As of now, the university does not plan to extend PhD students’ funding.

“The university has been working to assist any students who have been impacted by the COVID-19 pandemic. Each student’s circumstances are unique and warrant a case-by-case solution. PhD students who have questions about their ability to continue their research and associated funding should contact their college to identify ways to continue their research progress and to determine if there is a need for additional funding,” said university spokeswoman Shannon Nargi via email. “Throughout the pandemic, the PhD Network has communicated to PhD students that their funding will continue through the summer and into [the 2021 academic year] consistent with the funding commitments made at admissions.”

The request to extend PhD funding is not the first time that graduate students have felt the university wasn’t listening to them during COVID-19.

“There are a lot of things that we’re still gathering information [about], so we have a survey out, [and] we’re getting our members’ opinions, but there seems to be a lot of consensus around the point [that] we haven’t had any input into this reopening process,” said Timothy LaRock, a computer science PhD candidate. “We would like to have input in the [reopening] process, and we would like to see NUflex be shifted drastically, online as much as possible rather than in person teaching.”

In addition to PhD students’ concerns regarding research, the pandemic has presented a host of other labor issues for part-time faculty — many of which are current PhD students.

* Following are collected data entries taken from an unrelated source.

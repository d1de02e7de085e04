//! System configuration parameters
//!
//! All tunable parameters for the ParcelButton device. Values can be
//! overridden via NVS (non-volatile storage).

use serde::{Deserialize, Serialize};

/// Core system configuration
#[derive(Debug, Clone, Serialize, Deserialize)]
pub struct SystemConfig {
    // --- Button ---
    /// Debounce window for the acknowledgment button (milliseconds)
    pub debounce_window_ms: u64,

    // --- Cooldown ---
    /// Re-alert suppression window after an acknowledgment (milliseconds)
    pub cooldown_duration_ms: u64,

    // --- Indicator ---
    /// Half-period of the alert flash (milliseconds)
    pub flash_interval_ms: u64,

    // --- Timing ---
    /// Control loop interval (milliseconds)
    pub control_loop_interval_ms: u64,

    // --- Network ---
    pub wifi: WifiConfig,
    pub mqtt: MqttConfig,
}

/// WiFi station credentials. Empty SSID means "not provisioned": the device
/// boots offline and alerts only from its own button until configured.
#[derive(Debug, Clone, Default, Serialize, Deserialize)]
pub struct WifiConfig {
    pub ssid: heapless::String<32>,
    pub password: heapless::String<64>,
}

/// MQTT broker connection parameters.
#[derive(Debug, Clone, Serialize, Deserialize)]
pub struct MqttConfig {
    /// Broker URL, e.g. `mqtt://192.168.1.100:2000`
    pub broker_url: heapless::String<64>,
    pub username: heapless::String<32>,
    pub password: heapless::String<32>,
    /// Client id prefix; a MAC-derived suffix is appended at connect time.
    pub client_id_prefix: heapless::String<24>,
}

/// Build a fixed-capacity string from a known-fit literal.
fn hstr<const N: usize>(s: &str) -> heapless::String<N> {
    let mut out = heapless::String::new();
    let _ = out.push_str(s);
    out
}

impl Default for SystemConfig {
    fn default() -> Self {
        Self {
            debounce_window_ms: 50,
            cooldown_duration_ms: 2 * 60 * 1000, // 2 minutes
            flash_interval_ms: 500,
            control_loop_interval_ms: 10,
            wifi: WifiConfig::default(),
            mqtt: MqttConfig::default(),
        }
    }
}

impl Default for MqttConfig {
    fn default() -> Self {
        Self {
            broker_url: hstr("mqtt://192.168.1.100:2000"),
            username: hstr("user"),
            password: hstr("pass"),
            client_id_prefix: hstr("parcelbutton"),
        }
    }
}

Teaching assistants and instructors who spoke to The News expressed concerns in regards to teaching under Northeastern’s reopening plan, as well as their and students’ health in returning to the university.

“I think it’s both pedagogically unsound and dangerous. I think the administration is hoping to provide this shadow of a classroom experience that they say students want, but there hasn’t really been an effort to show how this will work in practice,” said Gregory Palermo, an English PhD candidate, research assistant and lecturer.

Some faculty feel the university should have encouraged online teaching more by instead making faculty opt for teaching in person if desired, rather than opt-out of in-person instruction.

“We think it should be opt-in so people who feel comfortable on campus or are kind of in a position where they are willing to take the risk, even recognizing that it may be unsafe, they can choose to work on campus, but the default should be that people continue working from home as much as possible. There’s as much online instruction as possible because there’s still a pandemic, there’s still hundreds of new cases every day, there’s tens of deaths across the state,” said LaRock. “Despite the fact that we’re in a better position than many other states, [COVID-19 cases are] still here.”

Max White, although he received his PhD back in 2015 from Northeastern, also shares concerns as a part-time English lecturer at Northeastern and Boston University. He explained that he would have to create a plan for teaching two sets of students, the ones attending in-person and the ones learning from home. However, the university isn’t going to pay faculty to learn how to teach online.

“I don’t have a month to learn an entire new modality. So even though they have [trainings from the Center for Advancing Teaching and Learning Through Research and Academic Technologies], we don’t really have the lead time to go about planning them. And as a part-timer, I’m not even getting paid for that. I am teaching, but I’m not getting paid to do the work for planning for the fall,” White said. “It’s not just part timers. Full-time non-tenure-track teaching professors at Northeastern work on nine-month contracts, so they’re also being put in a position to essentially have to teach themselves all this new stuff and then do more work while they’re not getting paid for it.”